- Born: Amar Jašarspahić December 13, 1990 (age 34) Zenica, Yugoslavia
- Genres: Folk-pop
- Occupation: Singer
- Years active: 2013–present

= Amar Jašarspahić =

Bosnian singer

Amar Jašarspahić (born 30 December 1990), better known as Amar Gile or simply Gile, is a Bosnian singer. He won the seventh season of music competition Zvezde Granda.

== Biography ==
Gile has been interested in music since his early childhood; his singing talent he inherited from his mother. He was the winner of the regional music competition Zvezde Granda. Since then, Gile has regularly filled arenas and clubs all throughout Europe, Australia, and the Americas. He went on several tours in the Balkans, Western Europe, Scandinavia, America, and Australia. Gile is an active philanthropist; he helps the children, the youth and the elderly who are in tough health and material situations. He is a UNICEF ambassador and uses the title to fight for the rights of children in the Balkan region.

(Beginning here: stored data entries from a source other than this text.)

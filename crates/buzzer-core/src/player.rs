//! Tone player - queue-fed buzzer playback
//!
//! Callers on any task enqueue `ToneRequest`s. A single worker thread owns the
//! PWM driver, takes requests in FIFO order, programs the output and waits out
//! each tone's duration on a `Gate`, which lets `clear_buffer` cut a tone short
//! without the worker polling.
//!
//! Enqueueing is fire-and-forget. When the player isn't running, or the queue
//! stays full past the send timeout, the request is dropped without an error:
//! the buzzer is a non-critical peripheral and callers must never stall on it.

use std::sync::atomic::{AtomicBool, AtomicU8, Ordering};
use std::sync::{Arc, Mutex, MutexGuard};
use std::thread::{self, JoinHandle};
use std::time::Duration;

use crate::config::BuzzerConfig;
use crate::error::PlayerError;
use crate::gate::Gate;
use crate::pwm::{ChannelConfig, PwmDriver};
use crate::queue::ToneQueue;
use crate::tone::{Melody, Note, ToneRequest};

/// What the worker is doing right now
#[derive(Clone, Copy, Debug, PartialEq, Eq)]
#[repr(u8)]
pub enum WorkerState {
    /// Blocked on the request queue (or not running)
    Idle = 0,
    /// Configuring the PWM for a request
    Programming = 1,
    /// Output active or a timed request being waited out
    Sounding = 2,
}

impl WorkerState {
    fn from_u8(value: u8) -> Self {
        match value {
            1 => WorkerState::Programming,
            2 => WorkerState::Sounding,
            _ => WorkerState::Idle,
        }
    }
}

/// State shared between the API side and the worker thread
struct Shared<P> {
    channel: ChannelConfig,
    pwm: Mutex<P>,
    /// Present iff a worker is running
    queue: Mutex<Option<Arc<ToneQueue>>>,
    /// Created by the worker on its first run, dropped on teardown
    duration_gate: Mutex<Option<Arc<Gate>>>,
    /// Written by the worker only
    sounding: AtomicBool,
    state: AtomicU8,
}

impl<P: PwmDriver> Shared<P> {
    fn pwm(&self) -> MutexGuard<'_, P> {
        lock(&self.pwm)
    }

    fn queue(&self) -> Option<Arc<ToneQueue>> {
        lock(&self.queue).clone()
    }

    fn duration_gate(&self) -> Option<Arc<Gate>> {
        lock(&self.duration_gate).clone()
    }

    fn is_sounding(&self) -> bool {
        self.sounding.load(Ordering::Acquire)
    }

    fn set_state(&self, state: WorkerState) {
        self.state.store(state as u8, Ordering::Release);
    }

    /// Program the output for `frequency` and enable the channel
    fn sound(&self, frequency: u32) {
        let mut pwm = self.pwm();
        let result = pwm
            .configure_timer(frequency, self.channel.duty_resolution_bits)
            .and_then(|()| pwm.configure_channel(&self.channel));

        if let Err(e) = &result {
            log::error!("Failed to sound {}Hz on GPIO{}: {:?}", frequency, self.channel.gpio, e);
        }
        self.sounding.store(result.is_ok(), Ordering::Release);
    }

    /// Disable the channel. A failed stop leaves the output marked as sounding.
    fn silence(&self) {
        let result = self.pwm().stop(&self.channel);
        if let Err(e) = &result {
            log::error!("Failed to stop buzzer channel {}: {:?}", self.channel.channel, e);
        }
        self.sounding.store(result.is_err(), Ordering::Release);
    }
}

/// Worker loop - sole regular owner of the PWM driver
///
/// Exits once the queue is closed, leaving the output silent.
fn run_worker<P: PwmDriver>(shared: Arc<Shared<P>>, queue: Arc<ToneQueue>) {
    let gate = lock(&shared.duration_gate)
        .get_or_insert_with(|| Arc::new(Gate::new_available()))
        .clone();

    log::debug!("Buzzer worker running");

    loop {
        shared.set_state(WorkerState::Idle);
        let Some(request) = queue.recv() else {
            break;
        };
        log::trace!("Buzzer: {}Hz for {}ms", request.frequency, request.duration);

        shared.set_state(WorkerState::Programming);
        if request.frequency > 0 {
            shared.sound(request.frequency);
        } else if shared.is_sounding() {
            shared.silence();
        }

        if shared.is_sounding() || request.duration > 0 {
            shared.set_state(WorkerState::Sounding);
        }

        if request.duration > 0 {
            // Drop any stale signal so only a give during this wait ends it early
            gate.try_take();
            if queue.is_closed() {
                break;
            }
            gate.take(Duration::from_millis(request.duration as u64));
            gate.give();

            if shared.is_sounding() {
                shared.silence();
            }
        }
    }

    if shared.is_sounding() {
        shared.silence();
    }
    shared.set_state(WorkerState::Idle);
    log::debug!("Buzzer worker exiting");
}

/// A buzzer driven by a dedicated playback worker
///
/// Every method takes `&self`; share the player by reference or in an `Arc`.
pub struct ToneBuzzer<P: PwmDriver> {
    config: BuzzerConfig,
    shared: Arc<Shared<P>>,
    /// Guards creation and teardown of the worker and its queue
    lifecycle: Gate,
    worker: Mutex<Option<JoinHandle<()>>>,
}

impl<P: PwmDriver> ToneBuzzer<P> {
    pub fn new(config: BuzzerConfig, driver: P) -> Self {
        let shared = Arc::new(Shared {
            channel: config.channel,
            pwm: Mutex::new(driver),
            queue: Mutex::new(None),
            duration_gate: Mutex::new(None),
            sounding: AtomicBool::new(false),
            state: AtomicU8::new(WorkerState::Idle as u8),
        });

        Self {
            config,
            shared,
            lifecycle: Gate::new_available(),
            worker: Mutex::new(None),
        }
    }

    pub fn config(&self) -> &BuzzerConfig {
        &self.config
    }

    /// Spawn the playback worker. Starting a running player is a no-op.
    pub fn start(&self) -> Result<(), PlayerError> {
        if !self.lifecycle.take(self.config.lock_timeout) {
            log::error!("Buzzer start: lifecycle lock timed out");
            return Err(PlayerError::LockTimeout);
        }
        let result = self.start_locked();
        self.lifecycle.give();
        result
    }

    fn start_locked(&self) -> Result<(), PlayerError> {
        let mut worker = lock(&self.worker);
        if worker.is_some() {
            return Ok(());
        }

        let queue = match self.shared.queue() {
            Some(queue) => queue,
            None => match ToneQueue::with_capacity(self.config.queue_capacity) {
                Ok(queue) => Arc::new(queue),
                Err(e) => {
                    log::error!("Failed to create buzzer queue: {}", e);
                    return Err(e.into());
                }
            },
        };

        let spawned = {
            let shared = self.shared.clone();
            let queue = queue.clone();
            thread::Builder::new()
                .name(self.config.worker_name.to_string())
                .stack_size(self.config.worker_stack_size)
                .spawn(move || run_worker(shared, queue))
        };

        match spawned {
            Ok(handle) => {
                *lock(&self.shared.queue) = Some(queue);
                *worker = Some(handle);
                log::info!(
                    "Buzzer started on GPIO{} (queue capacity {})",
                    self.config.channel.gpio,
                    self.config.queue_capacity
                );
                Ok(())
            }
            Err(e) => {
                log::error!("Failed to spawn {}: {}", self.config.worker_name, e);
                *lock(&self.shared.queue) = None;
                Err(e.into())
            }
        }
    }

    /// Tear down the worker, dropping anything still queued
    ///
    /// A tone in progress is cut short. Stopping a stopped player is a no-op.
    pub fn stop(&self) {
        if !self.lifecycle.take(self.config.lock_timeout) {
            log::error!("Buzzer stop: lifecycle lock timed out");
            return;
        }
        self.stop_locked();
        self.lifecycle.give();
    }

    fn stop_locked(&self) {
        let Some(handle) = lock(&self.worker).take() else {
            return;
        };

        // Close before waking the gate so the worker can't sleep again
        if let Some(queue) = lock(&self.shared.queue).take() {
            queue.close();
        }
        if let Some(gate) = self.shared.duration_gate() {
            gate.give();
        }

        if handle.join().is_err() {
            log::error!("Buzzer worker panicked");
        }
        *lock(&self.shared.duration_gate) = None;
        log::info!("Buzzer stopped");
    }

    pub fn is_running(&self) -> bool {
        lock(&self.worker).is_some()
    }

    /// Whether the PWM output is currently active
    pub fn is_sounding(&self) -> bool {
        self.shared.is_sounding()
    }

    pub fn worker_state(&self) -> WorkerState {
        WorkerState::from_u8(self.shared.state.load(Ordering::Acquire))
    }

    /// Number of requests waiting for the worker
    pub fn pending(&self) -> usize {
        self.shared.queue().map_or(0, |queue| queue.len())
    }

    /// Enqueue every note of `melody` in order
    ///
    /// Returns the total duration in milliseconds, summed in `u64` so long
    /// melodies can't overflow. Pacing is left to the worker, no gaps are
    /// inserted between notes.
    pub fn play_melody(&self, melody: &Melody<'_>) -> u64 {
        melody
            .notes
            .iter()
            .map(|note| u64::from(self.play_note(melody.tempo, *note)))
            .sum()
    }

    /// Enqueue a single note at `tempo` BPM and return its duration in ms
    pub fn play_note(&self, tempo: u16, note: Note) -> u32 {
        let request = note.to_request(tempo);
        self.play_tone(request);
        request.duration
    }

    /// Enqueue a tone behind whatever is already queued
    pub fn play_tone(&self, request: ToneRequest) {
        let Some(queue) = self.shared.queue() else {
            log::debug!("Buzzer not running, dropping {:?}", request);
            return;
        };
        if let Err(e) = queue.send_timeout(request, self.config.send_timeout) {
            log::warn!("Dropping {:?}: {:?}", request, e);
        }
    }

    /// Discard everything queued or sounding, then play `request`
    pub fn play_tone_now(&self, request: ToneRequest) {
        self.clear_buffer();
        self.play_tone(request);
    }

    /// Sound the resonant frequency for `duration_ms`
    pub fn beep(&self, duration_ms: u32) {
        self.play_tone(ToneRequest::new(self.config.resonant_frequency, duration_ms));
    }

    /// Sound the resonant frequency until silenced
    pub fn beep_start(&self) {
        self.beep(0);
    }

    pub fn beep_stop(&self) {
        self.play_tone_now(ToneRequest::silence());
    }

    /// Drop every pending request and cut the current tone short
    ///
    /// This is the one place outside the worker that touches the PWM: the
    /// channel is stopped directly so silence is immediate.
    pub fn clear_buffer(&self) {
        let Some(queue) = self.shared.queue() else {
            return;
        };
        queue.reset();

        if self.shared.is_sounding() {
            if let Some(gate) = self.shared.duration_gate() {
                gate.give();
            }
            if let Err(e) = self.shared.pwm().stop(&self.shared.channel) {
                log::warn!("Failed to silence buzzer: {:?}", e);
            }
        }
    }
}

impl<P: PwmDriver> Drop for ToneBuzzer<P> {
    fn drop(&mut self) {
        self.stop();
    }
}

// Nothing guarded here can be left half-updated by a panic
fn lock<T>(mutex: &Mutex<T>) -> MutexGuard<'_, T> {
    mutex.lock().unwrap_or_else(|poisoned| poisoned.into_inner())
}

Gile made his solo debut in 2013 with the album Čovjek tvoga sna in 2013. In 2015, he published two songs: "Trnje oko srca" and "Prekasno". The following year, Gile released two singles titled "Pijano" and "Imam samo jednu želju", the second of which features Bosnian actor Haris Burina. In 2017, he had great success with songs "Spreman na sve" and "Apokalipsa" (accompanied by an uncut music video). On 20 August 2025, Gile suffered an accident on the highway near Kakanj, leading his then-upcoming concert in Srebrenik to be canceled.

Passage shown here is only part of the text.